PROBLEM TO SOLVE:
As soon as the line containing "metric edge collapse" appears in the material below, start returning lines exactly, and end with the line containing "an actually empty".

= Beginning of Section =

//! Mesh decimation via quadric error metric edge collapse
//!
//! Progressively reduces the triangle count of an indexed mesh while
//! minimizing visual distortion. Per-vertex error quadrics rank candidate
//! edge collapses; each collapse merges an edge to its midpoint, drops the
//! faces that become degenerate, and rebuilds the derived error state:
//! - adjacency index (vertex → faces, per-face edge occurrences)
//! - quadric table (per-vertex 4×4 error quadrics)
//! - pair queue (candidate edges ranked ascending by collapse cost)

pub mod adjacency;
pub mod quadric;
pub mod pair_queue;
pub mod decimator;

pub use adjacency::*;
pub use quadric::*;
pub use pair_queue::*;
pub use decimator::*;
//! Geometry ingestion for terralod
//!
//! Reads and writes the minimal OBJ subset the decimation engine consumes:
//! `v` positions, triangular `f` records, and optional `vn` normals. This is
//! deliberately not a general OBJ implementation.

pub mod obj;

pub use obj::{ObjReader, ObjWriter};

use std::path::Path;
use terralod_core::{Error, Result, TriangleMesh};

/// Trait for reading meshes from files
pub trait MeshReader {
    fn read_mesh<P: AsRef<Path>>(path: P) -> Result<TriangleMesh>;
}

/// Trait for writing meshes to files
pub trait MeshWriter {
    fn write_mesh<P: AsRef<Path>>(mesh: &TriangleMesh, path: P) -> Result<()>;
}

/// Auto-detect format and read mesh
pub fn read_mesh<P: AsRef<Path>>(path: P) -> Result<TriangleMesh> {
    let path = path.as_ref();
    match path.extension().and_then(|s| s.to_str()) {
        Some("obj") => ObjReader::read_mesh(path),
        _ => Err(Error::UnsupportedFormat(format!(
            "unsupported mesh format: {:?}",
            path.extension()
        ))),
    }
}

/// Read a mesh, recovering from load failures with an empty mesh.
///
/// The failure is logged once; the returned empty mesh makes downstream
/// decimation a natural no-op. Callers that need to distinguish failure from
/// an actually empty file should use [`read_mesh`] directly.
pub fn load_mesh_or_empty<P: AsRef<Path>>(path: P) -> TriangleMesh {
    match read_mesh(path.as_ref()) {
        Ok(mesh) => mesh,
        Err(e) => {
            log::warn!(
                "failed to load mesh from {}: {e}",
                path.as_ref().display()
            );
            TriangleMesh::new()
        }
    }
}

= End of Section =
= Beginning of Section =

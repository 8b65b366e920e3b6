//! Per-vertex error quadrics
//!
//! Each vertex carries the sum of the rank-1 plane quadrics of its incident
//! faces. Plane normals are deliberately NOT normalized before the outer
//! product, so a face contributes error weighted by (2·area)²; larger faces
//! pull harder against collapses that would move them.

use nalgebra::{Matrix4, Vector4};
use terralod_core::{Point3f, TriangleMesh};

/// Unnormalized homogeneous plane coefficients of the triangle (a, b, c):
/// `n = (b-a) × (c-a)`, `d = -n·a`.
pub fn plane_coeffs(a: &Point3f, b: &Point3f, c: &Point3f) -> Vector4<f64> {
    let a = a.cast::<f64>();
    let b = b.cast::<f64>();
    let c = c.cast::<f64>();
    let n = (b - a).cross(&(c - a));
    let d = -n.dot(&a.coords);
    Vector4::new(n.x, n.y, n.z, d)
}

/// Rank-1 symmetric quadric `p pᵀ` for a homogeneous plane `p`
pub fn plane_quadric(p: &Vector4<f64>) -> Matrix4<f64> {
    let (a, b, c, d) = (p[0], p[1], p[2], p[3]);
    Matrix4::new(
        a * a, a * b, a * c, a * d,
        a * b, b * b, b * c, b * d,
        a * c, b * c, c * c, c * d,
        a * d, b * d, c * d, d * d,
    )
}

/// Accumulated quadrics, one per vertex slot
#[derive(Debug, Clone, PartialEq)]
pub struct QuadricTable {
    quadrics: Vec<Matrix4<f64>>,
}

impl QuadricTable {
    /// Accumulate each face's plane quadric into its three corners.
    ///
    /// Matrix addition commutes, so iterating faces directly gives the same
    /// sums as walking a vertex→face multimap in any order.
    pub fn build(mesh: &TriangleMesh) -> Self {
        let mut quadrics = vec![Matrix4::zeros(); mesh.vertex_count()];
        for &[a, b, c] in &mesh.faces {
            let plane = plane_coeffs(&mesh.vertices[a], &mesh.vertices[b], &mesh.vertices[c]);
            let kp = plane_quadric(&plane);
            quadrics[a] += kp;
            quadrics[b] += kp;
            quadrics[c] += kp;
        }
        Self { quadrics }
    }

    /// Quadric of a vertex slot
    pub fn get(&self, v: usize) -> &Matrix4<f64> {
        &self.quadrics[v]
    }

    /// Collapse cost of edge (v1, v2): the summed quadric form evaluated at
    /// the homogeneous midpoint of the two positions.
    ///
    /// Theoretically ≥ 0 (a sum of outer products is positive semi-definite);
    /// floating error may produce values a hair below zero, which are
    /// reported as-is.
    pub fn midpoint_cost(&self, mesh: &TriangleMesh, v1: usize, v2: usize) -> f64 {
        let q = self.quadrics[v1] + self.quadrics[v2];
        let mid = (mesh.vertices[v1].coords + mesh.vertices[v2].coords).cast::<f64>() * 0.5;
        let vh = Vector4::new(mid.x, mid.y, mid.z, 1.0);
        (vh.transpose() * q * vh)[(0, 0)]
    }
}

= End of Section =
= Beginning of Section =

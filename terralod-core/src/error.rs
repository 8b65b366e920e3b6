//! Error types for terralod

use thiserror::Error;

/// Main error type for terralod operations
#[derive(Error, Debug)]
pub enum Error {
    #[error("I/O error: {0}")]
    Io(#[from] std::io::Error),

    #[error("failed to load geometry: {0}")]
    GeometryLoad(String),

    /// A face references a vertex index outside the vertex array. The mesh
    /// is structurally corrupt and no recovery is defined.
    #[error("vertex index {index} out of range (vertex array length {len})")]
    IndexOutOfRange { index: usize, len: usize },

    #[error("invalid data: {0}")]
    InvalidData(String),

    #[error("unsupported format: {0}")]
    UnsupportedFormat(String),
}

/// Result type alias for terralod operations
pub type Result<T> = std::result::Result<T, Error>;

= End of Section =

TASK SOLUTION:
//! Mesh decimation via quadric error metric edge collapse
//!
//! Progressively reduces the triangle count of an indexed mesh while
//! minimizing visual distortion. Per-vertex error quadrics rank candidate
//! edge collapses; each collapse merges an edge to its midpoint, drops the
//! faces that become degenerate, and rebuilds the derived error state:
//! - adjacency index (vertex → faces, per-face edge occurrences)
//! - quadric table (per-vertex 4×4 error quadrics)
//! - pair queue (candidate edges ranked ascending by collapse cost)

pub mod adjacency;
pub mod quadric;
pub mod pair_queue;
pub mod decimator;

pub use adjacency::*;
pub use quadric::*;
pub use pair_queue::*;
pub use decimator::*;
//! Geometry ingestion for terralod
//!
//! Reads and writes the minimal OBJ subset the decimation engine consumes:
//! `v` positions, triangular `f` records, and optional `vn` normals. This is
//! deliberately not a general OBJ implementation.

pub mod obj;

pub use obj::{ObjReader, ObjWriter};

use std::path::Path;
use terralod_core::{Error, Result, TriangleMesh};

/// Trait for reading meshes from files
pub trait MeshReader {
    fn read_mesh<P: AsRef<Path>>(path: P) -> Result<TriangleMesh>;
}

/// Trait for writing meshes to files
pub trait MeshWriter {
    fn write_mesh<P: AsRef<Path>>(mesh: &TriangleMesh, path: P) -> Result<()>;
}

/// Auto-detect format and read mesh
pub fn read_mesh<P: AsRef<Path>>(path: P) -> Result<TriangleMesh> {
    let path = path.as_ref();
    match path.extension().and_then(|s| s.to_str()) {
        Some("obj") => ObjReader::read_mesh(path),
        _ => Err(Error::UnsupportedFormat(format!(
            "unsupported mesh format: {:?}",
            path.extension()
        ))),
    }
}

/// Read a mesh, recovering from load failures with an empty mesh.
///
/// The failure is logged once; the returned empty mesh makes downstream
/// decimation a natural no-op. Callers that need to distinguish failure from
/// an actually empty file should use [`read_mesh`] directly.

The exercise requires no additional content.